It's just inexperience. We do this (fill Subaru cooling systems) about 3-5 times a day at my shop and this never really happens.

1. Do use a fill funnel that raises the level above the filler neck. 

2. On a cross-flow system (yours), remove the bleeder screw and fill till it pours out this port then plug it. At that point the system is pretty much full. 

3. Run the engine and once the oil has warmed (about 10 minutes), rev the engine repeatedly to 5k RPM. 

4. Continue revving the engine and also massage the upper hose to clear air pockets.

5. When you feel the left radiator tank get hot it is starting to flow. Once both hoses are hot keep running it till the fans cycle on and then back off.

6. Cap the system and fill the overflow to about 1-2" above the full mark. 

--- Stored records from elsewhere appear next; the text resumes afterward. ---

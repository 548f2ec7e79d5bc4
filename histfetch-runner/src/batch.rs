//! Multi-period batch downloads over calendar months.

use chrono::{Datelike, NaiveDate};
use histfetch_core::source::DataSource;
use histfetch_core::{DateRange, RangeError, Timeframe};
use log::{error, info};
use std::path::Path;
use std::time::Duration;

use crate::config::PipelineConfig;
use crate::pipeline::{
    download_bars, download_ticks, BarRequest, FetchProgress, OutputTarget, PipelineError,
    TickRequest,
};

const MONTH_NAMES: [&str; 12] = [
    "JANUARY", "FEBRUARY", "MARCH", "APRIL", "MAY", "JUNE", "JULY", "AUGUST", "SEPTEMBER",
    "OCTOBER", "NOVEMBER", "DECEMBER",
];

/// A labelled date range, e.g. `MARCH_2024`.
#[derive(Debug, Clone, PartialEq)]
pub struct Period {
    pub label: String,
    pub range: DateRange,
}

/// One period per calendar month from January `from_year` through December
/// `to_year`, each `[first day, first day of next month)`.
pub fn month_periods(from_year: i32, to_year: i32) -> Result<Vec<Period>, RangeError> {
    let mut periods = Vec::new();
    for year in from_year..=to_year {
        for month in 1..=12u32 {
            let start = NaiveDate::from_ymd_opt(year, month, 1)
                .ok_or_else(|| RangeError::Unparseable(format!("{year}-{month:02}-01")))?;
            let next = if month == 12 {
                NaiveDate::from_ymd_opt(year + 1, 1, 1)
            } else {
                NaiveDate::from_ymd_opt(year, month + 1, 1)
            }
            .ok_or_else(|| RangeError::Unparseable(format!("month after {start}")))?;

            periods.push(Period {
                label: format!("{}_{}", MONTH_NAMES[start.month0() as usize], year),
                range: DateRange::from_dates(start, next)?,
            });
        }
    }
    Ok(periods)
}

/// What a batch downloads per period.
#[derive(Debug, Clone, Copy, PartialEq, Eq)]
pub enum BatchKind {
    Ticks,
    Bars(Timeframe),
}

/// Summary of a batch run.
#[derive(Debug)]
pub struct BatchSummary {
    pub total: usize,
    pub succeeded: usize,
    pub failed: usize,
    pub errors: Vec<(String, PipelineError)>,
}

impl BatchSummary {
    pub fn all_succeeded(&self) -> bool {
        self.failed == 0
    }
}

/// Download every period into `<dir>/<symbol>_<label>.csv`.
///
/// Each period gets its own session. Failures are recorded and the batch
/// moves on; `pause` separates consecutive periods.
#[allow(clippy::too_many_arguments)]
pub fn run_batch(
    source: &mut dyn DataSource,
    symbol: &str,
    kind: BatchKind,
    periods: &[Period],
    dir: &Path,
    settings: &PipelineConfig,
    pause: Duration,
    progress: &dyn FetchProgress,
) -> BatchSummary {
    let total = periods.len();
    let mut succeeded = 0;
    let mut errors = Vec::new();

    for (i, period) in periods.iter().enumerate() {
        if i > 0 && !pause.is_zero() {
            std::thread::sleep(pause);
        }
        info!("[{}/{}] downloading {}", i + 1, total, period.label);

        let output = OutputTarget::File(dir.join(format!("{symbol}_{}.csv", period.label)));
        let result = match kind {
            BatchKind::Ticks => download_ticks(
                source,
                &TickRequest {
                    symbol: symbol.to_string(),
                    range: period.range,
                    output,
                },
                settings,
                progress,
            )
            .map(|r| r.path),
            BatchKind::Bars(timeframe) => download_bars(
                source,
                &BarRequest {
                    symbol: symbol.to_string(),
                    timeframe,
                    range: period.range,
                    output,
                },
                settings,
                progress,
            )
            .map(|r| r.path),
        };

        match result {
            Ok(path) => {
                info!("{} completed: {}", period.label, path.display());
                succeeded += 1;
            }
            Err(e) => {
                error!("{} failed: {e}", period.label);
                errors.push((period.label.clone(), e));
            }
        }
    }

    let failed = errors.len();
    info!("batch complete: {succeeded}/{total} succeeded, {failed} failed");
    BatchSummary {
        total,
        succeeded,
        failed,
        errors,
    }
}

That's really all there is to it and you don't need ramps or any special equipment. This is not difficult at all. Just takes patience.

GD

Thanks a bunch! 

I'm sure it is inexperience. Never done the job before and although I've been working on cars for some time, I definitely still run into problems I have to ask about pretty much every time haha.

The bleeder screw is the plastic screw on the passenger side at the bottom of the radiator with the o-ring, correct? Should it flow pretty consistently, kind of like oil out of a drain plug? Or is it more of just a dribble?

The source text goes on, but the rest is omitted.